What I loved about book one was the feelings it recaptured for me. The writing isn't particularly lyrical or breath-taking, but the characters and the obstacles they face were intensely compelling. For those who somehow don't know, the book follows teenager Katniss Everdeen as she is forced by the ruthless totalitarian government that rules North America to fight to the death in an arena populated by two dozen children.

It takes some time to get over the unlikeliness of the high concept premise, but if you can suspend disbelief you will find yourself incapable of putting the book down until you learn what will happen to Katniss. This is something that hasn't happened to me in quite a long time in reading books written for adults. Most writers of literary fiction could learn a thing or two about story-telling from Suzanne Collins.

The second book is also quite good, but suffers a little from repetitiveness, as it finds some of the characters from book one facing similar, if slightly heightened obstacles. Still, Ms. Collins did a fine job in Catching Fire of building the world of Panem and setting events into motion for the finale.

Sadly, Mockingjay does not deliver on the promise of the first two books, and the trilogy ends with a confusing, unfocused morality tale which seems to have a lot to say about human nature, but really has no point-of-view or philosophy behind it.

With Mockingjay it seems as though Ms. Collins struggled to find a way to tie her storylines together, and made the unfortunate decision to opt for quantity over quality. With each extremely unlikely plot point, the book becomes less and less compelling as the reader becomes anxious for the trilogy to just end already before every beloved character is rendered unlikable.

It's an unfortunate occurrence, to be sure, and one that I'm confident is being fretted over by the people who will eventually have to adapt the third book into a movie. Still though, I am grateful to Ms. Collins for reminding me of so many of the things that made me fall in love with reading in the first place. I finished book one at 2am on a Sunday morning, lying in bed with just the lamp over my bed to read by. I couldn't stand the thought of going to sleep without knowing how the book would end.

Sunday, March 11, 2012

The Lady in the Lake



Raymond Chandler can always be counted on for crackling dialogue and extremely convoluted plots, and I should have kept that in mind when I thought I had the mystery in The Lady of the Lake figured out so early in the story. For even though I did correctly intuit a central plot twist, Chandler had so much more in mind that I was nowhere close to figuring out the whole thing.

Originality is pretty rare in the mystery genre. Between the countless novels and the popularity of TV mysteries, it's devilishly hard to find a solution that can truly surprise you, let alone in a book that was written during WWII. But Chandler is not an easy man to imitate.

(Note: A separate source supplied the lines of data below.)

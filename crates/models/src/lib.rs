//! Listing data model shared by the storage backends and the HTTP layer.
//! - `Property` is one spreadsheet row plus its positional id.
//! - `columns` fixes the header sequence every backend reads and writes.
//! - `cell` converts between loosely typed spreadsheet cells and typed fields.

pub mod cell;
pub mod columns;
pub mod errors;
pub mod property;

pub use cell::CellValue;
pub use columns::{column_letter, Column, ColumnLayout};
pub use errors::ModelError;
pub use property::{Property, PropertyData, YesNo};
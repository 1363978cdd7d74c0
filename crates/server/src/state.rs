use service::ListingService;

/// Shared handler state; cloning is cheap, the store sits behind an `Arc`.
#[derive(Clone)]
pub struct AppState {
    pub listings: ListingService,
}

impl AppState {
    pub fn new(listings: ListingService) -> Self {
        Self { listings }
    }
}
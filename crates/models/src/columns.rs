//! Fixed column layout of the listings sheet.
//!
//! Both backends use the same header strings in the same order. The
//! `Visitado` column is optional; when present it is always last, and range
//! letters are derived from the header count.

/// One column of the listings sheet, in sheet order.
#[derive(Debug, Clone, Copy, PartialEq, Eq, Hash)]
pub enum Column {
    Zona,
    Descripcion,
    Direccion,
    Link,
    Ambientes,
    Precio,
    Expensas,
    Cochera,
    Antiguedad,
    MetrosTotales,
    MetrosCubiertos,
    TiempoAlTrabajo,
    Descartado,
    Motivo,
    Visitado,
}

impl Column {
    pub const ALL: [Column; 15] = [
        Column::Zona,
        Column::Descripcion,
        Column::Direccion,
        Column::Link,
        Column::Ambientes,
        Column::Precio,
        Column::Expensas,
        Column::Cochera,
        Column::Antiguedad,
        Column::MetrosTotales,
        Column::MetrosCubiertos,
        Column::TiempoAlTrabajo,
        Column::Descartado,
        Column::Motivo,
        Column::Visitado,
    ];

    /// Exact header text as it appears in row 1.
    pub fn header(self) -> &'static str {
        match self {
            Column::Zona => "Zona",
            Column::Descripcion => "Descripción",
            Column::Direccion => "Dirección",
            Column::Link => "Link",
            Column::Ambientes => "Ambientes",
            Column::Precio => "Precio",
            Column::Expensas => "Expensas",
            Column::Cochera => "Cochera",
            Column::Antiguedad => "Antigüedad",
            Column::MetrosTotales => "Metros Totales",
            Column::MetrosCubiertos => "Metros Cubiertos",
            Column::TiempoAlTrabajo => "Tiempo al trabajo",
            Column::Descartado => "Descartado",
            Column::Motivo => "MOTIVO",
            Column::Visitado => "Visitado",
        }
    }

    /// Zero-based position in the full layout.
    pub fn index(self) -> usize {
        self as usize
    }

    pub fn from_header(header: &str) -> Option<Column> {
        let header = header.trim();
        Column::ALL.into_iter().find(|c| c.header() == header)
    }
}

/// Which columns a backend persists.
#[derive(Debug, Clone, Copy, PartialEq, Eq)]
pub struct ColumnLayout {
    include_visitado: bool,
}

impl ColumnLayout {
    /// Layout of the local workbook: no `Visitado` column.
    pub const BASE: ColumnLayout = ColumnLayout { include_visitado: false };
    /// Layout of the cloud sheet: `Visitado` appended.
    pub const WITH_VISITADO: ColumnLayout = ColumnLayout { include_visitado: true };

    pub fn new(include_visitado: bool) -> Self {
        Self { include_visitado }
    }

    pub fn includes_visitado(&self) -> bool {
        self.include_visitado
    }

    pub fn columns(&self) -> &'static [Column] {
        static ALL: [Column; 15] = Column::ALL;
        if self.include_visitado {
            &ALL
        } else {
            &ALL[..ALL.len() - 1]
        }
    }

    pub fn headers(&self) -> Vec<&'static str> {
        self.columns().iter().map(|c| c.header()).collect()
    }

    pub fn len(&self) -> usize {
        self.columns().len()
    }

    pub fn is_empty(&self) -> bool {
        self.columns().is_empty()
    }

    /// Letter of the last column, e.g. `N` for 14 columns and `O` for 15.
    pub fn last_column(&self) -> String {
        column_letter(self.len())
    }

    /// True when `row`'s first cell carries the first canonical header.
    pub fn is_header_row<S: AsRef<str>>(&self, row: &[S]) -> bool {
        row.first().map(|c| c.as_ref() == Column::Zona.header()).unwrap_or(false)
    }
}

/// A1-style letters for a 1-based column number: 1 → `A`, 26 → `Z`, 27 → `AA`.
pub fn column_letter(mut n: usize) -> String {
    let mut letters = Vec::new();
    while n > 0 {
        let rem = (n - 1) % 26;
        letters.push(b'A' + rem as u8);
        n = (n - 1) / 26;
    }
    letters.reverse();
    String::from_utf8(letters).unwrap_or_default()
}
//! Service layer for the listings catalogue.
//! - `storage` reads and rewrites the whole listings table on a backing medium.
//! - `listing` implements list/create/update/delete on top of a store.
//! - `errors` separates store failures from service outcomes.

pub mod errors;
pub mod listing;
pub mod runtime;
pub mod storage;
#[cfg(test)]
pub mod test_support;

pub use listing::{ListingService, Summary};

It would be so easy for an imitation to veer unwillingly into absurdity. The way private eye Philip Marlowe and his adversaries bat their words back and forth is finely tuned that it becomes realistic.

The Lady in the Lake has a classic hard-boiled set-up: Marlowe is hired by a businessman to find his cheating wife and keep her from getting into trouble. But when the neighbor's wife is found sunk at the bottom of a lake, and then another man turns up shot in his bathroom, Marlowe is the only one interested in connecting the cases. Despite being pressured by some unscrupulous policemen and stalled by every potential witness, Marlowe keeps searching for the truth, a far nobler goal than whatever pittance his client is paying.